Openness to experience, extraversion and neuroticism correlated with a higher frequency of sexual dreams; agreeableness showed a negative relationship

Personality correlates of the self-rated frequency of erotic dreams. Anja S. Göritz. International Journal of Dream Research, Vol 15, No 1 (April 2022).

Abstract: Erotic dreams have been of interest for researchers and the public alike. Although, the gender difference in the frequency of erotic dreams is well documented with men reporting erotic dreams more often than women, studying other factors, for example, personality traits, in relationship with erotic dreaming is scarce. Overall, 1711 participant estimated the percentage of erotic dreams with regard to all their remembered dreams and also completed a Big Five Personality inventory. The findings indicate that four of the Big Five personality factors were related to the frequency of erotic dreams; although the effects sizes of these associations were small.
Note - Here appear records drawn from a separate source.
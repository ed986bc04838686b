use chrono::{DateTime, Duration, Utc};

use crate::models::{Category, CategoryDistribution, KeyMetrics, Member};

/// Window used for both "new member" and "churned member".
pub const ACTIVITY_WINDOW_DAYS: i64 = 30;

pub fn window_start(now: DateTime<Utc>) -> DateTime<Utc> {
    now - Duration::days(ACTIVITY_WINDOW_DAYS)
}

#[derive(Debug, Clone, Copy, Default, PartialEq, Eq)]
pub struct Summary {
    pub key_metrics: KeyMetrics,
    pub category_distribution: CategoryDistribution,
}

#[derive(Default)]
struct Tally {
    total: usize,
    new: usize,
    at_risk: usize,
    churned: usize,
    distribution: CategoryDistribution,
}

/// Folds one run's members into the dashboard aggregates.
pub fn summarize(members: &[Member], now: DateTime<Utc>) -> Summary {
    let cutoff = window_start(now);

    let tally = members.iter().fold(Tally::default(), |mut tally, member| {
        tally.total += 1;
        if member.joined_at > cutoff {
            tally.new += 1;
        }
        if member.category == Category::AtRisk {
            tally.at_risk += 1;
        }
        if member.last_visit_at < cutoff {
            tally.churned += 1;
        }
        tally.distribution.record(member.category);
        tally
    });

    Summary {
        key_metrics: KeyMetrics {
            total_members: tally.total,
            new_members: tally.new,
            at_risk_members: tally.at_risk,
            churn_rate: churn_rate(tally.churned, tally.total),
        },
        category_distribution: tally.distribution,
    }
}

/// Whole-number percentage of churned members; 0 when there are no members.
pub fn churn_rate(churned: usize, total: usize) -> u32 {
    if total == 0 {
        return 0;
    }
    (100.0 * churned as f64 / total as f64).round() as u32
}
//! Runtime configuration, read once from the environment in `main.rs`.
//!
//! Every variable is optional. A value that fails to parse is ignored with a
//! warning and the default is used instead.

use crate::error::ApiError;
use log::warn;
use std::env;
use std::path::PathBuf;
use std::str::FromStr;

const DEFAULT_HOST: &str = "127.0.0.1";
const DEFAULT_PORT: u16 = 8080;
const DEFAULT_JSON_LIMIT: usize = 1024 * 1024; // 1 MB

/// Operations that exist in the API but are switched off unless enabled.
///
/// Handlers for create/replace and delete consult this table before touching
/// the store, so turning them on is a configuration change.
#[derive(Debug, Clone, Copy, Default, PartialEq, Eq)]
pub struct Capabilities {
    pub create: bool,
    pub delete: bool,
}

impl Capabilities {
    pub fn require_create(&self) -> Result<(), ApiError> {
        if self.create {
            Ok(())
        } else {
            Err(ApiError::Forbidden(
                "Creating or replacing connectors and sources is disabled".to_string(),
            ))
        }
    }

    pub fn require_delete(&self) -> Result<(), ApiError> {
        if self.delete {
            Ok(())
        } else {
            Err(ApiError::Forbidden(
                "Deleting connectors and sources is disabled".to_string(),
            ))
        }
    }
}

#[derive(Debug, Clone)]
pub struct AppConfig {
    pub host: String,
    pub port: u16,
    /// Directory holding `connectors.json` and `sources.json`. When unset
    /// the fixtures embedded in the binary are used.
    pub fixtures_dir: Option<PathBuf>,
    pub json_limit: usize,
    pub capabilities: Capabilities,
}

impl Default for AppConfig {
    fn default() -> Self {
        Self {
            host: DEFAULT_HOST.to_string(),
            port: DEFAULT_PORT,
            fixtures_dir: None,
            json_limit: DEFAULT_JSON_LIMIT,
            capabilities: Capabilities::default(),
        }
    }
}

impl AppConfig {
    pub fn from_env() -> Self {
        Self::from_lookup(|key| env::var(key).ok())
    }

    /// Builds the configuration from an arbitrary key lookup.
    pub fn from_lookup<F>(lookup: F) -> Self
    where
        F: Fn(&str) -> Option<String>,
    {
        let defaults = Self::default();
        let get = |key: &str| lookup(key).filter(|v| !v.trim().is_empty());

        Self {
            host: get("CONNECTORS_HOST").unwrap_or(defaults.host),
            port: parse_or("CONNECTORS_PORT", get("CONNECTORS_PORT"), defaults.port),
            fixtures_dir: get("CONNECTORS_FIXTURES_DIR").map(PathBuf::from),
            json_limit: parse_or(
                "CONNECTORS_JSON_LIMIT",
                get("CONNECTORS_JSON_LIMIT"),
                defaults.json_limit,
            ),
            capabilities: Capabilities {
                create: parse_flag("CONNECTORS_ENABLE_CREATE", get("CONNECTORS_ENABLE_CREATE")),
                delete: parse_flag("CONNECTORS_ENABLE_DELETE", get("CONNECTORS_ENABLE_DELETE")),
            },
        }
    }

    pub fn bind_url(&self) -> String {
        format!("http://{}:{}", self.host, self.port)
    }
}

fn parse_or<T: FromStr>(key: &str, raw: Option<String>, default: T) -> T {
    match raw {
        Some(value) => value.trim().parse().unwrap_or_else(|_| {
            warn!("Ignoring invalid value '{}' for {}", value, key);
            default
        }),
        None => default,
    }
}

fn parse_flag(key: &str, raw: Option<String>) -> bool {
    match raw.as_deref().map(|v| v.trim().to_ascii_lowercase()) {
        None => false,
        Some(v) if matches!(v.as_str(), "1" | "true" | "yes" | "on") => true,
        Some(v) if matches!(v.as_str(), "0" | "false" | "no" | "off") => false,
        Some(v) => {
            warn!("Ignoring invalid value '{}' for {}", v, key);
            false
        }
    }
}
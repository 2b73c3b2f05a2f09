//! # Connector Retrieval Service
//!
//! Serves `GET /connectors/{connector_id}`: one connector joined with its
//! sources.
//!
//! ## Workflow
//!
//! 1.  **HTTP Request**: the connector id is taken from the URL path and
//!     parsed as a UUID.
//!
//! 2.  **Aggregate Assembly**: under a read lock, `get_connector_and_sources`
//!     resolves the connector and collects its sources in store order.
//!
//! 3.  **HTTP Response**: `200 OK` with the aggregate. A connector without
//!     sources is returned with an empty `sources` list; an unknown id is a
//!     `404`.

use crate::error::ApiError;
use crate::registry::reconcile::get_connector_and_sources;
use crate::registry::validation::parse_connector_id;
use crate::store::RecordStore;
use actix_web::{web, HttpResponse};

/// Actix web handler for `GET /connectors/{connector_id}`.
///
/// # Arguments
/// * `connector_id` - The connector UUID, extracted from the URL path.
///
/// # Returns
/// - `200 OK` with the `ConnectorAndSources` aggregate.
/// - `404 Not Found` when no connector has this id.
/// - `422 Unprocessable Entity` when the id is not a UUID.
pub(crate) async fn process(
    store: web::Data<RecordStore>,
    connector_id: web::Path<String>,
) -> Result<HttpResponse, ApiError> {
    let id = parse_connector_id(&connector_id)?;
    let collections = store.read().await;
    Ok(HttpResponse::Ok().json(get_connector_and_sources(&collections, &id)?))
}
As expected, openness to experience correlated with a higher frequency of sexual dreams, as this personality trait is related to more frequent positive sexual cognitions and pornography consumption. Whereas extraversion and neuroticism were also positively related to erotic dream frequency, agreeableness showed a negative relationship. These kinds of studies help to understand how waking life sexuality affect erotic dreams, and in more general terms, how waking life is reflected in dreams.